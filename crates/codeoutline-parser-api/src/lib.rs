//! CodeOutline Parser API
//!
//! Shared trait and types for building CodeOutline language parsers.
//!
//! A language parser turns source text into a [`SymbolOutline`]: a flat,
//! serializable list of declarations with qualified paths, modifiers,
//! signatures, documentation and source ranges. This crate defines:
//!
//! - **OutlineParser trait**: The interface every language parser implements
//! - **Outline types**: [`Symbol`], [`SymbolKind`], [`Modifier`], [`Annotation`], ...
//! - **Errors**: [`ParseError`] for per-file problems, [`ParserError`] for infrastructure
//! - **Configuration**: Customizable parser behavior
//! - **Metrics**: Performance tracking
//!
//! # Example
//!
//! ```rust,ignore
//! use codeoutline_parser_api::{OutlineParser, ParseOutput, ParserConfig, ParserMetrics};
//!
//! struct MyParser {
//!     config: ParserConfig,
//! }
//!
//! impl OutlineParser for MyParser {
//!     fn language(&self) -> &str {
//!         "mylang"
//!     }
//!
//!     fn file_extensions(&self) -> &[&str] {
//!         &[".my"]
//!     }
//!
//!     fn parse(&self, source: &str, file_id: &str) -> ParseOutput {
//!         // Implementation here
//!         todo!()
//!     }
//!
//!     fn config(&self) -> &ParserConfig {
//!         &self.config
//!     }
//!
//!     fn metrics(&self) -> ParserMetrics {
//!         ParserMetrics::default()
//!     }
//!
//!     fn reset_metrics(&mut self) {}
//! }
//! ```

pub mod config;
pub mod entities;
pub mod errors;
pub mod metrics;
pub mod outline;
pub mod traits;

#[cfg(test)]
mod tests;

// Re-export commonly used types
pub use config::ParserConfig;
pub use entities::{
    Annotation, Binding, Import, Modifier, Parameter, SourceRange, Symbol, SymbolKind,
    TypeParameter, Visibility,
};
pub use errors::{ErrorCategory, ParseError, ParserError, ParserResult};
pub use metrics::ParserMetrics;
pub use outline::{OutlineNode, SymbolOutline};
pub use traits::{BatchOutput, OutlineParser, ParseOutput, SourceFile};
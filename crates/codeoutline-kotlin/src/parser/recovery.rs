//! Error recovery for the declaration parser.
//!
//! After an unexpected token the parser switches into
//! [`RecoveryMode::Recovering`] and skips tokens until a synchronization
//! point at the nesting depth where the error happened.

use super::cursor::Cursor;
use crate::token::{Keyword, TokenKind};

/// A set of token kinds as a bitset over [`TokenKind::index`]
#[derive(Clone, Copy, Debug, PartialEq, Eq, Default)]
pub struct TokenSet(u128);

impl TokenSet {
    pub const fn new() -> Self {
        Self(0)
    }

    #[must_use]
    pub const fn with(self, kind: TokenKind) -> Self {
        Self(self.0 | (1u128 << kind.index()))
    }

    #[must_use]
    pub const fn with_keyword(self, kw: Keyword) -> Self {
        self.with(TokenKind::Keyword(kw))
    }

    #[must_use]
    pub const fn union(self, other: Self) -> Self {
        Self(self.0 | other.0)
    }

    pub const fn contains(&self, kind: TokenKind) -> bool {
        (self.0 & (1u128 << kind.index())) != 0
    }
}

/// Keywords that introduce a declaration
pub const DECL_KEYWORDS: TokenSet = TokenSet::new()
    .with_keyword(Keyword::Class)
    .with_keyword(Keyword::Interface)
    .with_keyword(Keyword::Object)
    .with_keyword(Keyword::Fun)
    .with_keyword(Keyword::Val)
    .with_keyword(Keyword::Var)
    .with_keyword(Keyword::Typealias)
    .with_keyword(Keyword::Constructor)
    .with_keyword(Keyword::Init)
    .with_keyword(Keyword::Import)
    .with_keyword(Keyword::Package);

/// Tokens that can begin a declaration's modifier list
pub const MODIFIER_START: TokenSet = TokenSet::new()
    .with(TokenKind::Annotation)
    .with_keyword(Keyword::Public)
    .with_keyword(Keyword::Private)
    .with_keyword(Keyword::Protected)
    .with_keyword(Keyword::Internal)
    .with_keyword(Keyword::Abstract)
    .with_keyword(Keyword::Open)
    .with_keyword(Keyword::Final)
    .with_keyword(Keyword::Override)
    .with_keyword(Keyword::Sealed)
    .with_keyword(Keyword::Data)
    .with_keyword(Keyword::Enum)
    .with_keyword(Keyword::Inner)
    .with_keyword(Keyword::Companion)
    .with_keyword(Keyword::Const)
    .with_keyword(Keyword::Lateinit)
    .with_keyword(Keyword::Inline)
    .with_keyword(Keyword::Suspend)
    .with_keyword(Keyword::Operator)
    .with_keyword(Keyword::Infix)
    .with_keyword(Keyword::Tailrec)
    .with_keyword(Keyword::External)
    .with_keyword(Keyword::Expect)
    .with_keyword(Keyword::Actual)
    .with_keyword(Keyword::Annotation);

/// Resynchronize here when found at the start of a line
pub const DECL_START: TokenSet = DECL_KEYWORDS.union(MODIFIER_START);

/// Parser error state
#[derive(Debug, Clone, Copy, PartialEq, Eq, Default)]
pub enum RecoveryMode {
    #[default]
    Normal,
    /// An error was reported; the current declaration is abandoned at the
    /// next synchronization point
    Recovering,
}

/// Where [`synchronize`] stopped
#[derive(Debug, Clone, Copy, PartialEq, Eq)]
pub enum SyncPoint {
    /// Consumed a `;`
    Semicolon,
    /// Consumed the `}` closing a group opened while skipping
    GroupEnd,
    /// At the `}` closing the enclosing body (not consumed)
    EnclosingBrace,
    /// At a declaration start on a new line (not consumed)
    DeclarationStart,
    Eof,
}

/// Skip tokens until a synchronization point at the starting depth
///
/// Stops without consuming anything if the cursor is already at a
/// declaration start on a new line, at the enclosing `}` or at `Eof`; callers
/// guarantee progress.
pub fn synchronize(cursor: &mut Cursor<'_>, starts: TokenSet) -> SyncPoint {
    let mut depth = 0usize;

    loop {
        let token = cursor.peek();
        match token.kind {
            TokenKind::Eof => return SyncPoint::Eof,
            TokenKind::Semicolon if depth == 0 => {
                cursor.bump();
                return SyncPoint::Semicolon;
            }
            TokenKind::RBrace if depth == 0 => return SyncPoint::EnclosingBrace,
            TokenKind::RBrace => {
                cursor.bump();
                depth -= 1;
                if depth == 0 {
                    return SyncPoint::GroupEnd;
                }
            }
            TokenKind::LBrace => {
                cursor.bump();
                depth += 1;
            }
            kind if depth == 0 && cursor.newline_before() && starts.contains(kind) => {
                return SyncPoint::DeclarationStart;
            }
            _ => {
                cursor.bump();
            }
        }
    }
}

#[cfg(test)]
mod tests {
    use super::*;
    use crate::lexer::tokenize;

    fn sync(source: &str) -> (SyncPoint, String) {
        let mut cursor = Cursor::new(tokenize(source));
        let point = synchronize(&mut cursor, DECL_START);
        (point, cursor.peek().text.to_string())
    }

    #[test]
    fn test_token_set() {
        let set = TokenSet::new()
            .with(TokenKind::Semicolon)
            .with_keyword(Keyword::Fun);
        assert!(set.contains(TokenKind::Semicolon));
        assert!(set.contains(TokenKind::Keyword(Keyword::Fun)));
        assert!(!set.contains(TokenKind::Keyword(Keyword::Val)));
        assert!(!set.contains(TokenKind::RBrace));
        assert!(!TokenSet::new().contains(TokenKind::Semicolon));
        assert!(DECL_START.contains(TokenKind::Annotation));
        assert!(DECL_START.contains(TokenKind::Keyword(Keyword::Class)));
    }

    #[test]
    fn test_sync_semicolon() {
        assert_eq!(sync("= 1 + 2; val x"), (SyncPoint::Semicolon, "val".to_string()));
    }

    #[test]
    fn test_sync_group_end() {
        assert_eq!(
            sync("= { a; { b } } fun f()"),
            (SyncPoint::GroupEnd, "fun".to_string())
        );
    }

    #[test]
    fn test_sync_enclosing_brace() {
        assert_eq!(sync("= 1 + }"), (SyncPoint::EnclosingBrace, "}".to_string()));
    }

    #[test]
    fn test_sync_declaration_start_on_new_line() {
        assert_eq!(
            sync("= oops fun\nprivate fun g()"),
            (SyncPoint::DeclarationStart, "private".to_string())
        );
    }

    #[test]
    fn test_sync_eof() {
        assert_eq!(sync("= ( 1"), (SyncPoint::Eof, String::new()));
    }
}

• **Exercise requirements**: Copy out each line of the data in which the word "ParserConfig" appears.

• **Exercise answer**:
//! use codeoutline_parser_api::{OutlineParser, ParseOutput, ParserConfig, ParserMetrics};
//!     config: ParserConfig,
//!     fn config(&self) -> &ParserConfig {
pub use config::ParserConfig;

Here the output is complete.